Having a Hearty Hogmanay
Hogmanay should be as much about good food as lots of drink. Sue Lawrence provides a few pointers
As a child, I used to love Hogmanay – and every year there were things that never changed. The home-made blackcurrant cordial might have been replaced by advocaat and lemonade as we became older, but there was always the tall dark man (my father) at the door at midnight with a piece of coal as the “first-foot” of the year; and there was always black bun.
Alongside the plate of shortbread with wedges of cheddar cheese and sultana or cherry cake, there was black bun – rich, heavy and dense – perfect to soak up the copious amounts of whisky proffered at every household. (“One more dram before you go”).

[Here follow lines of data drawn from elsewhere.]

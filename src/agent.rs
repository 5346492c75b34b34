//! Worker agents and the registry that names them.
//!
//! An agent is anything that can perform named operations. The engine
//! only sees the `Agent` trait; new kinds of workers are added by
//! registering another implementation under a name.

use async_trait::async_trait;
use serde::{Deserialize, Serialize};
use serde_json::{Map, Value};
use std::collections::BTreeMap;
use std::sync::Arc;
use std::time::Duration;

use futures::future::join_all;

use crate::config::Config;
use crate::core::workflow::AgentLookup;
use crate::error::DispatchError;
use crate::orchestration::http_agent::HttpAgent;
use crate::orchestration::retry::{RetryPolicy, RetryingAgent};
use crate::Result;

/// Resolved parameters passed to an agent invocation.
pub type Params = Map<String, Value>;

/// Health as reported by an agent health check.
#[derive(Debug, Clone, PartialEq, Eq, Serialize, Deserialize)]
#[serde(rename_all = "snake_case", tag = "state")]
pub enum AgentHealth {
    Healthy,
    Unhealthy { reason: String },
    /// The agent has no way to report health.
    Unknown,
}

impl AgentHealth {
    pub fn is_healthy(&self) -> bool {
        matches!(self, Self::Healthy)
    }
}

/// Capability interface for a worker agent.
#[async_trait]
pub trait Agent: Send + Sync {
    /// Perform `operation` and return its output payload.
    async fn invoke(&self, operation: &str, params: &Params) -> std::result::Result<Value, DispatchError>;

    async fn health(&self) -> AgentHealth {
        AgentHealth::Unknown
    }

    /// Human-readable location of the agent, if it has one.
    fn endpoint(&self) -> Option<&str> {
        None
    }
}

#[async_trait]
impl<A: Agent + ?Sized> Agent for Arc<A> {
    async fn invoke(&self, operation: &str, params: &Params) -> std::result::Result<Value, DispatchError> {
        (**self).invoke(operation, params).await
    }

    async fn health(&self) -> AgentHealth {
        (**self).health().await
    }

    fn endpoint(&self) -> Option<&str> {
        (**self).endpoint()
    }
}

#[derive(Clone)]
struct Registration {
    agent: Arc<dyn Agent>,
    timeout: Option<Duration>,
}

/// Status line for one registered agent.
#[derive(Debug, Clone, PartialEq, Eq, Serialize, Deserialize)]
pub struct AgentStatus {
    pub name: String,
    pub endpoint: Option<String>,
    pub healthy: bool,
    pub health: AgentHealth,
}

/// Mapping from agent name to implementation.
#[derive(Clone, Default)]
pub struct AgentRegistry {
    agents: BTreeMap<String, Registration>,
}

impl AgentRegistry {
    pub fn new() -> Self {
        Self::default()
    }

    /// Build HTTP agents for every `[[agents]]` entry in the config.
    ///
    /// Agents are wrapped in a `RetryingAgent` when `retry.max_attempts > 1`;
    /// each attempt then gets an equal share of the agent's timeout.
    pub fn from_config(config: &Config) -> Result<Self> {
        let policy = RetryPolicy::from(&config.retry);
        let mut registry = Self::new();
        for entry in &config.agents {
            let timeout = entry.timeout_secs.map(Duration::from_secs);
            let total = timeout.unwrap_or_else(|| config.dispatch.timeout());
            let http = HttpAgent::new(&entry.name, &entry.endpoint, total)?;
            if policy.max_attempts > 1 {
                let retrying = RetryingAgent::new(&entry.name, http, policy.clone())
                    .with_attempt_timeout(policy.attempt_timeout(total));
                registry.register_with_timeout(&entry.name, Arc::new(retrying), timeout);
            } else {
                registry.register_with_timeout(&entry.name, Arc::new(http), timeout);
            }
        }
        Ok(registry)
    }

    /// Register (or replace) an agent under `name`.
    pub fn register(&mut self, name: &str, agent: Arc<dyn Agent>) {
        self.register_with_timeout(name, agent, None);
    }

    /// Register with a per-agent dispatch timeout override.
    pub fn register_with_timeout(
        &mut self,
        name: &str,
        agent: Arc<dyn Agent>,
        timeout: Option<Duration>,
    ) {
        self.agents
            .insert(name.to_string(), Registration { agent, timeout });
    }

    pub fn get(&self, name: &str) -> Option<Arc<dyn Agent>> {
        self.agents.get(name).map(|r| Arc::clone(&r.agent))
    }

    pub fn timeout_for(&self, name: &str) -> Option<Duration> {
        self.agents.get(name).and_then(|r| r.timeout)
    }

    pub fn contains(&self, name: &str) -> bool {
        self.agents.contains_key(name)
    }

    /// Registered names in sorted order.
    pub fn names(&self) -> Vec<&str> {
        self.agents.keys().map(String::as_str).collect()
    }

    pub fn len(&self) -> usize {
        self.agents.len()
    }

    pub fn is_empty(&self) -> bool {
        self.agents.is_empty()
    }

    /// Check every agent concurrently.
    pub async fn statuses(&self) -> Vec<AgentStatus> {
        let checks = self.agents.iter().map(|(name, reg)| async move {
            let health = reg.agent.health().await;
            AgentStatus {
                name: name.clone(),
                endpoint: reg.agent.endpoint().map(str::to_string),
                healthy: health.is_healthy(),
                health,
            }
        });
        join_all(checks).await
    }
}

impl AgentLookup for AgentRegistry {
    fn contains_agent(&self, name: &str) -> bool {
        self.contains(name)
    }
}

impl std::fmt::Debug for AgentRegistry {
    fn fmt(&self, f: &mut std::fmt::Formatter<'_>) -> std::fmt::Result {
        f.debug_struct("AgentRegistry")
            .field("agents", &self.names())
            .finish()
    }
}
//! Workflow submission, status and cancellation endpoints.

use axum::{
    extract::{Path, State},
    http::StatusCode,
    Json,
};
use serde::{Deserialize, Serialize};

use crate::api::error::ApiError;
use crate::api::state::AppState;
use crate::core::workflow::WorkflowId;
use crate::orchestrator::Submission;
use crate::workflow::types::{ExecutionResult, WorkflowStatus, WorkflowSummary};

#[derive(Debug, Clone, Serialize, Deserialize)]
pub struct CancelResponse {
    pub workflow_id: WorkflowId,
    /// Run status when the request arrived.
    pub status: WorkflowStatus,
    /// False when the run already finished or its last batch is in flight.
    pub cancelling: bool,
}

fn parse_id(raw: &str) -> Result<WorkflowId, ApiError> {
    raw.parse()
        .map_err(|_| ApiError::NotFound(format!("Workflow not found: {}", raw)))
}

/// POST /workflows
///
/// The body is taken raw so malformed JSON is reported as a validation error.
pub async fn submit_workflow(
    State(state): State<AppState>,
    body: String,
) -> Result<(StatusCode, Json<Submission>), ApiError> {
    let submission = state.orchestrator.submit(&body).await?;
    Ok((StatusCode::ACCEPTED, Json(submission)))
}

/// GET /workflows
pub async fn list_workflows(State(state): State<AppState>) -> Json<Vec<WorkflowSummary>> {
    Json(state.orchestrator.list().await)
}

/// GET /workflows/{id}
pub async fn get_workflow(
    State(state): State<AppState>,
    Path(id): Path<String>,
) -> Result<Json<ExecutionResult>, ApiError> {
    let id = parse_id(&id)?;
    Ok(Json(state.orchestrator.status(&id).await?))
}

/// POST /workflows/{id}/cancel
pub async fn cancel_workflow(
    State(state): State<AppState>,
    Path(id): Path<String>,
) -> Result<(StatusCode, Json<CancelResponse>), ApiError> {
    let id = parse_id(&id)?;
    let current = state.orchestrator.cancel(&id).await?;
    Ok((
        StatusCode::ACCEPTED,
        Json(CancelResponse {
            workflow_id: id,
            status: current.status,
            cancelling: current.is_cancellable(),
        }),
    ))
}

And our house was not unique. Black bun and “shortie” were de rigueur everywhere, as we did the rounds of neighbours’ houses first-footing until the wee small hours.
New Year celebrations were always far more important than Christmas in Scotland: my father still worked on December 25th until the mid 1960s but had three days off for New Year, just like his compatriots.
But a festive dish that might have been served – along with the cloutie dumpling for pudding – was ‘bubbly-jock’, the Scots name for turkey.
And although it became a Christmas treat in Scotland only relatively recently, it has most certainly caught on and now appears at almost every Christmas table.
I love to stuff turkey with oysters – a common dish in the big Scottish houses in those halcyon days before the 20th century when oysters started to become the luxury they are now.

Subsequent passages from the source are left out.